Depression is a complex psychiatric condition that negatively impacts mental health worldwide and this study examines the role of neuro-inflammation in the onset and progression of depression. Depression is now known to be a neurotransmitter imbalance disorder and also a systemic disorder with immune dysregulation and chronic low-grade inflammation. However, despite the development of psychopharmacology, there still exists a significant number of partially responsive or treatment-resistant patients with Major Depressive Disorder (MDD) that cannot be fully explained by the monoamine-based models.

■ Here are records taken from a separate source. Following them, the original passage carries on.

//! crates/logging/src/scoped/mod.rs
//! Per-scope leveled logger with per-severity destinations.

use std::fmt;
use std::sync::atomic::{AtomicU64, Ordering};
use std::sync::{Arc, Mutex};

use crate::diagnostics::Diagnostics;
use crate::levels::{Level, LevelMask, Severity};
use crate::writer::{self, Writer};

mod builder;
mod dispatch;

pub use builder::{BuildError, ScopedLoggerBuilder};

/// A named, level-gated logger.
///
/// Each of the five severities writes to its own [`Writer`] handle. Records
/// that pass the level gate are rendered as
/// `<stamp> <file>:<line>: [<SEVERITY>] <SCOPE> <message>` and written to
/// the handle of their severity. When `TRACE` is part of the mask the same
/// line is also mirrored to the trace handle, unless the record's handle is
/// the trace handle already.
///
/// Loggers are shared across threads. Formatting happens before the
/// logger's lock is taken; the primary write and the mirror write happen
/// together under it so lines from different severities never interleave.
///
/// # Examples
///
/// ```
/// use std::sync::{Arc, Mutex};
/// use logging::{Diagnostics, LevelMask, ScopedLogger, Writer};
///
/// let out: Arc<Mutex<Vec<u8>>> = Arc::new(Mutex::new(Vec::new()));
/// let sink: Arc<dyn Writer> = out.clone();
/// let logger = ScopedLogger::builder("HTTP")
///     .level("INFO|WARN|ERROR".parse()?)
///     .trace(sink.clone())
///     .debug(sink.clone())
///     .info(sink.clone())
///     .warn(sink.clone())
///     .error(sink)
///     .diagnostics(Diagnostics::Disabled)
///     .build()?;
///
/// logger.info("listening");
/// logger.debug(3, "suppressed");
///
/// let text = String::from_utf8(out.lock().unwrap().clone())?;
/// assert_eq!(text.lines().count(), 1);
/// assert!(text.ends_with("[INFO ] HTTP listening\n"));
/// # Ok::<(), Box<dyn std::error::Error>>(())
/// ```
pub struct ScopedLogger {
    scope: String,
    level: AtomicU64,
    handles: Handles,
    diagnostics: Diagnostics,
    lock: Mutex<()>,
}

struct Handles {
    trace: Arc<dyn Writer>,
    debug: Arc<dyn Writer>,
    info: Arc<dyn Writer>,
    warn: Arc<dyn Writer>,
    error: Arc<dyn Writer>,
}

impl Handles {
    fn get(&self, severity: Severity) -> &Arc<dyn Writer> {
        match severity {
            Severity::Trace => &self.trace,
            Severity::Debug => &self.debug,
            Severity::Info => &self.info,
            Severity::Warn => &self.warn,
            Severity::Error => &self.error,
        }
    }
}

impl ScopedLogger {
    /// Starts configuring a logger for `scope`.
    #[must_use]
    pub fn builder(scope: impl Into<String>) -> ScopedLoggerBuilder {
        ScopedLoggerBuilder::new(scope)
    }

    /// Builds a logger that writes debug, info, warn, and error records to
    /// `destination` and mirrors everything to standard output.
    ///
    /// `TRACE` is added to `mask`, so the console mirror is active until
    /// [`set_level`](Self::set_level) removes it.
    #[must_use]
    pub fn console_mirrored(
        destination: Arc<dyn Writer>,
        mask: LevelMask,
        scope: impl Into<String>,
        diagnostics: Diagnostics,
    ) -> Self {
        Self::from_parts(
            scope.into(),
            mask.with(Level::TRACE),
            Handles {
                trace: writer::stdout(),
                debug: Arc::clone(&destination),
                info: Arc::clone(&destination),
                warn: Arc::clone(&destination),
                error: destination,
            },
            diagnostics,
        )
    }

    /// [`console_mirrored`](Self::console_mirrored) reporting its own
    /// failures through the process-wide diagnostic logger.
    #[must_use]
    pub fn default_logger(
        destination: Arc<dyn Writer>,
        mask: LevelMask,
        scope: impl Into<String>,
    ) -> Self {
        Self::console_mirrored(destination, mask, scope, Diagnostics::Shared)
    }

    fn from_parts(
        scope: String,
        mask: LevelMask,
        handles: Handles,
        diagnostics: Diagnostics,
    ) -> Self {
        Self {
            scope,
            level: AtomicU64::new(mask.bits()),
            handles,
            diagnostics,
            lock: Mutex::new(()),
        }
    }

    /// Returns the scope label written on every line.
    #[must_use]
    pub fn scope(&self) -> &str {
        &self.scope
    }

    /// Returns the current level mask.
    #[must_use]
    pub fn level(&self) -> LevelMask {
        LevelMask::from_bits(self.level.load(Ordering::Relaxed))
    }

    /// Replaces the level mask. Calls already past the gate are unaffected.
    pub fn set_level(&self, mask: LevelMask) {
        self.level.store(mask.bits(), Ordering::Relaxed);
    }

    /// Reports whether a record at `level` would be written.
    #[must_use]
    pub fn enabled(&self, level: Level) -> bool {
        self.level().test(level)
    }

    /// Returns the channel this logger reports its own write failures to.
    #[must_use]
    pub fn diagnostics(&self) -> &Diagnostics {
        &self.diagnostics
    }

    /// Writes a trace record.
    #[track_caller]
    pub fn trace(&self, message: &str) {
        self.trace_fmt(format_args!("{message}"));
    }

    /// Writes a formatted trace record.
    #[track_caller]
    pub fn trace_fmt(&self, args: fmt::Arguments<'_>) {
        self.log(Level::TRACE, crate::Callsite::caller(), args);
    }

    /// Writes a debug record at sub-level `n` (0 is the least verbose).
    #[track_caller]
    pub fn debug(&self, n: u8, message: &str) {
        self.debug_fmt(n, format_args!("{message}"));
    }

    /// Writes a formatted debug record at sub-level `n`.
    #[track_caller]
    pub fn debug_fmt(&self, n: u8, args: fmt::Arguments<'_>) {
        self.log(Level::debug(n), crate::Callsite::caller(), args);
    }

    /// Writes an info record.
    #[track_caller]
    pub fn info(&self, message: &str) {
        self.info_fmt(format_args!("{message}"));
    }

    /// Writes a formatted info record.
    #[track_caller]
    pub fn info_fmt(&self, args: fmt::Arguments<'_>) {
        self.log(Level::INFO, crate::Callsite::caller(), args);
    }

    /// Writes a warning record.
    #[track_caller]
    pub fn warn(&self, message: &str) {
        self.warn_fmt(format_args!("{message}"));
    }

    /// Writes a formatted warning record.
    #[track_caller]
    pub fn warn_fmt(&self, args: fmt::Arguments<'_>) {
        self.log(Level::WARN, crate::Callsite::caller(), args);
    }

    /// Writes an error record.
    #[track_caller]
    pub fn error(&self, message: &str) {
        self.error_fmt(format_args!("{message}"));
    }

    /// Writes a formatted error record.
    #[track_caller]
    pub fn error_fmt(&self, args: fmt::Arguments<'_>) {
        self.log(Level::ERROR, crate::Callsite::caller(), args);
    }
}

impl fmt::Debug for ScopedLogger {
    fn fmt(&self, f: &mut fmt::Formatter<'_>) -> fmt::Result {
        f.debug_struct("ScopedLogger")
            .field("scope", &self.scope)
            .field("level", &self.level())
            .finish_non_exhaustive()
    }
}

This underscores the importance of investigating the neuro-inflammatory pathways as a possible underlying biological mechanism affecting depressive pathology. The study is based on the neuroimmune hypothesis of depression that states that peripheral immune activation results in an increase of pro-inflammatory cytokines (IL-6, TNF-α, CRP), which leads to impairments in neuroplasticity, functioning of the hippocampus, and regulation of the hypothalamic-pituitary-adrenal (HPA) axis. A mixed design methodology was used with systematic review and secondary quantitative meta-analysis. Clinical data were taken from 18 peer-reviewed clinical studies, and a pooled sample of 4200 patients with MDD and 3800 healthy controls from psychiatric hospitals and psychiatric research databases (2015-2025). Effect size comparison, correlation analysis and multivariate regression modeling were performed to analyze statistical data. Results showed that the inflammatory biomarkers in depressed individuals were significantly higher (p < 0.01). There was a significant positive correlation between IL-6 and symptom scores (r = 0.62), and a correlation between TNF-α and cognitive impairment measures. The anti-inflammatory adjunct treatments proved effective with a statistically significant 28% decrease in HAM-D score and a 21% decrease in CRP level.